Hi Animesh,
Unfortunately the list server/email has removed the formatting from your sample, but no matter...


On 24/07/19 5:06 AM, Animesh Bhadra wrote:
# This code creates a generator and not a tuple comprehensions.
my_square =(num *num fornum inrange(11))
print(my_square) # <generator object <genexpr> at 0x7f3c838c0ca8>
# We can iterate over the square generator like this.
try:
whileTrue:
print(next(my_square)) # Prints the value 0,1,4....
exceptStopIterationasSI:
print("Stop Iteration")
# Another iteration
forx inmy_square:
print(x) # This prints nothing.
Does the generator exhausts its values when we run the iterator once?

Yes, it involves a "lazy" approach - the value is not calculated until the next() requests it. Whereas, a list comprehension calculates all its values at one time (and requires the storage space to hold them).

https://docs.python.org/3/reference/datamodel.html?highlight=generator - notice that there is a yield and a next facility, but when it terminates StopIteration is raised. There is no 'start again' command!
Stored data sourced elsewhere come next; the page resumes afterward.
//! Direct (spatial domain) 3D convolution with explicit zero-padding.
//!
//! The kernel is flipped once along every axis and then correlated with a zero-padded copy of the
//! volume, which makes the net operation a true convolution. The output shape follows a
//! parity-dependent rule per axis:
//!
//! - even kernel extent: `image - kernel + 2 * padding`
//! - odd kernel extent: `image - kernel + 2 * padding + 1`
//!
//! With the default half-extent padding (`kernel / 2`) both cases give back the image extent.
//!
//! The scan over output coordinates is bounded per axis by `min(image extent, output extent)`
//! in [`EdgeMode::Reference`]. When the padding is larger than half the kernel the output is
//! bigger than the image and the trailing cells keep their zero value. [`EdgeMode::Full`] scans
//! the complete output instead.

use crate::errors::{DeconvolutionError, DeconvolutionResult, ShapeIssue};
use crate::math_tools::{flip_all_axes, shape3, Voxel};
use ndarray::{s, Array3, ArrayView3, Zip};
use serde::{Deserialize, Serialize};

/// Amount of zero-padding added on both sides of every axis.
#[derive(Debug, Clone, Copy, PartialEq, Eq, Default, Serialize, Deserialize)]
pub enum Padding {
    /// `floor(kernel_extent / 2)` per axis.
    #[default]
    HalfExtent,
    /// Fixed padding per axis.
    Explicit([usize; 3]),
}

impl Padding {
    /// Resolves the padding amounts for a kernel of the given shape.
    pub fn resolve(&self, kernel: [usize; 3]) -> [usize; 3] {
        match self {
            Padding::HalfExtent => [kernel[0] / 2, kernel[1] / 2, kernel[2] / 2],
            Padding::Explicit(padding) => *padding,
        }
    }
}

/// Which output cells the sliding window visits.
#[derive(Debug, Clone, Copy, PartialEq, Eq, Default, Serialize, Deserialize)]
#[serde(rename_all = "snake_case")]
pub enum EdgeMode {
    /// Scan at most the unpadded image extent per axis; cells beyond stay zero.
    #[default]
    Reference,
    /// Scan every cell of the output.
    Full,
}

/// Options of a single convolution.
#[derive(Debug, Clone, Copy, PartialEq, Eq, Default)]
pub struct ConvolutionOptions {
    pub padding: Padding,
    pub edge_mode: EdgeMode,
}

impl ConvolutionOptions {
    pub fn new(padding: Padding, edge_mode: EdgeMode) -> Self {
        ConvolutionOptions { padding, edge_mode }
    }
}

/// Output extent along one axis. May be zero or negative for incompatible inputs.
pub fn output_extent(image: usize, kernel: usize, padding: usize) -> isize {
    let extent = image as isize - kernel as isize + 2 * padding as isize;
    if kernel % 2 == 0 {
        extent
    } else {
        extent + 1
    }
}

/// Validated output shape for a convolution of `image` with `kernel` using `padding`.
///
/// # Errors
/// [`DeconvolutionError::InvalidShape`] if an axis is empty, the kernel is larger than the image
/// on some axis, or the resulting extent is not positive.
pub fn output_shape(
    image: [usize; 3],
    kernel: [usize; 3],
    padding: [usize; 3],
) -> DeconvolutionResult<[usize; 3]> {
    check_not_empty("volume", image)?;
    check_not_empty("kernel", kernel)?;

    let mut shape = [0; 3];
    for axis in 0..3 {
        if kernel[axis] > image[axis] {
            return Err(DeconvolutionError::InvalidShape(
                ShapeIssue::KernelExceedsVolume {
                    axis,
                    kernel: kernel[axis],
                    volume: image[axis],
                },
            ));
        }
        let extent = output_extent(image[axis], kernel[axis], padding[axis]);
        if extent <= 0 {
            return Err(DeconvolutionError::InvalidShape(
                ShapeIssue::DegenerateOutput { axis, extent },
            ));
        }
        shape[axis] = extent as usize;
    }
    Ok(shape)
}

/// Number of output cells visited per axis.
pub fn scan_extent(image: [usize; 3], output: [usize; 3], edge_mode: EdgeMode) -> [usize; 3] {
    match edge_mode {
        EdgeMode::Reference => [
            image[0].min(output[0]),
            image[1].min(output[1]),
            image[2].min(output[2]),
        ],
        EdgeMode::Full => output,
    }
}

fn check_not_empty(array: &'static str, shape: [usize; 3]) -> DeconvolutionResult<()> {
    match shape.iter().position(|&extent| extent == 0) {
        Some(axis) => Err(DeconvolutionError::InvalidShape(ShapeIssue::EmptyAxis {
            array,
            axis,
            shape,
        })),
        None => Ok(()),
    }
}

/// Copies `volume` into the centre of a zero-filled buffer grown by `padding` on both sides.
fn zero_pad<T: Voxel>(volume: ArrayView3<T>, padding: [usize; 3]) -> Array3<T> {
    let [x, y, z] = shape3(&volume);
    let [px, py, pz] = padding;
    let mut padded = Array3::zeros((x + 2 * px, y + 2 * py, z + 2 * pz));
    padded
        .slice_mut(s![px..px + x, py..py + y, pz..pz + z])
        .assign(&volume);
    padded
}

/// A kernel prepared for repeated convolutions.
///
/// The kernel is flipped once on construction, so the Richardson-Lucy loop can reuse the same
/// `Convolver` for every iteration.
#[derive(Debug, Clone)]
pub struct Convolver<T> {
    flipped: Array3<T>,
    kernel_shape: [usize; 3],
    options: ConvolutionOptions,
}

impl<T: Voxel> Convolver<T> {
    /// Prepares `kernel` for convolution.
    ///
    /// # Errors
    /// [`DeconvolutionError::InvalidShape`] if the kernel has an empty axis.
    pub fn new(kernel: ArrayView3<T>, options: ConvolutionOptions) -> DeconvolutionResult<Self> {
        let kernel_shape = shape3(&kernel);
        check_not_empty("kernel", kernel_shape)?;
        Ok(Convolver {
            flipped: flip_all_axes(kernel),
            kernel_shape,
            options,
        })
    }

    pub fn kernel_shape(&self) -> [usize; 3] {
        self.kernel_shape
    }

    pub fn options(&self) -> ConvolutionOptions {
        self.options
    }

    /// Padding amounts applied around the volume.
    pub fn padding(&self) -> [usize; 3] {
        self.options.padding.resolve(self.kernel_shape)
    }

    /// Output shape for a volume of shape `image`.
    pub fn output_shape(&self, image: [usize; 3]) -> DeconvolutionResult<[usize; 3]> {
        output_shape(image, self.kernel_shape, self.padding())
    }

    /// Convolves `volume` with the kernel.
    ///
    /// Output voxels are independent and computed in parallel; each one is a sequential fold over
    /// the kernel, so the result does not depend on the thread count.
    pub fn convolve(&self, volume: ArrayView3<T>) -> DeconvolutionResult<Array3<T>> {
        let image_shape = shape3(&volume);
        let padding = self.padding();
        let out_shape = self.output_shape(image_shape)?;
        let [nx, ny, nz] = scan_extent(image_shape, out_shape, self.options.edge_mode);
        let [kx, ky, kz] = self.kernel_shape;

        let padded = zero_pad(volume, padding);
        let flipped = &self.flipped;
        let mut output = Array3::zeros((out_shape[0], out_shape[1], out_shape[2]));

        Zip::indexed(output.slice_mut(s![..nx, ..ny, ..nz])).par_for_each(|(x, y, z), out| {
            let window = padded.slice(s![x..x + kx, y..y + ky, z..z + kz]);
            *out = Zip::from(flipped)
                .and(&window)
                .fold(T::zero(), |acc, &k, &v| acc + k * v);
        });

        Ok(output)
    }
}

/// Convolves `volume` with `kernel` in a single call.
///
/// # Arguments
/// - `volume`: the 3D volume.
/// - `kernel`: the 3D kernel, flipped internally.
/// - `options`: padding and edge handling.
///
/// # Returns
/// A new array with the shape given by [`output_shape`].
pub fn convolve3d<T: Voxel>(
    volume: ArrayView3<T>,
    kernel: ArrayView3<T>,
    options: ConvolutionOptions,
) -> DeconvolutionResult<Array3<T>> {
    Convolver::new(kernel, options)?.convolve(volume)
}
The Python docs are informative:
https://docs.python.org/3/reference/expressions.html?highlight=generator
https://docs.python.org/3/tutorial/classes.html?highlight=generator#generators


If you have an actual reason for running through a generator expression more than once, then consider return-ing it from a function/class (which will then be directly accessible to the for-loop/next method).


Lastly any specific reason for not having a tuple comprehensions?
Have checked this link, but could not understood the reason?
https://stackoverflow.com/questions/16940293/why-is-there-no-tuple-comprehension-in-python

I don't know.

Have you understood the differences between lists and tuples - specifically "mutability" and "immutability"?

Let's take a list comprehension. If you 'unwind it', can you reproduce it as a multi-line for-loop? Yes, but before the loop the 'target' list must be defined/declared to be a list; and within the loop the list is appended with the 'generated' values.

Ok? (sorry, don't know if this will be new to you, or not)

Now, instead of a list, try using a tuple? How do you append() to a tuple?


Yes, many people have confused generator expressions - surrounded/"delimited" by parentheses, ie ( and ), with tuples.
However, try this little demonstration:

a, b = 1, 2
a
1
b
2
a, b = ( 1, 2 )
a
1
b
2
( a, b ) = ( 1, 2 )
a
1
b
2
type( a )
<class 'int'>
type( ( 1, 2 ) )
<class 'tuple'>

The principle here is known as "tuple unpacking". The two constants (right-hand side) are arranged as a tuple, as are the two variables (a and b/left-hand side), regardless of the presence/absence of the parentheses!

https://treyhunner.com/2018/03/tuple-unpacking-improves-python-code-readability/


Clarifying the difference/similarity in appearance between a generator expression and a tuple, it might help to think that it is the comma(s) which make it a tuple!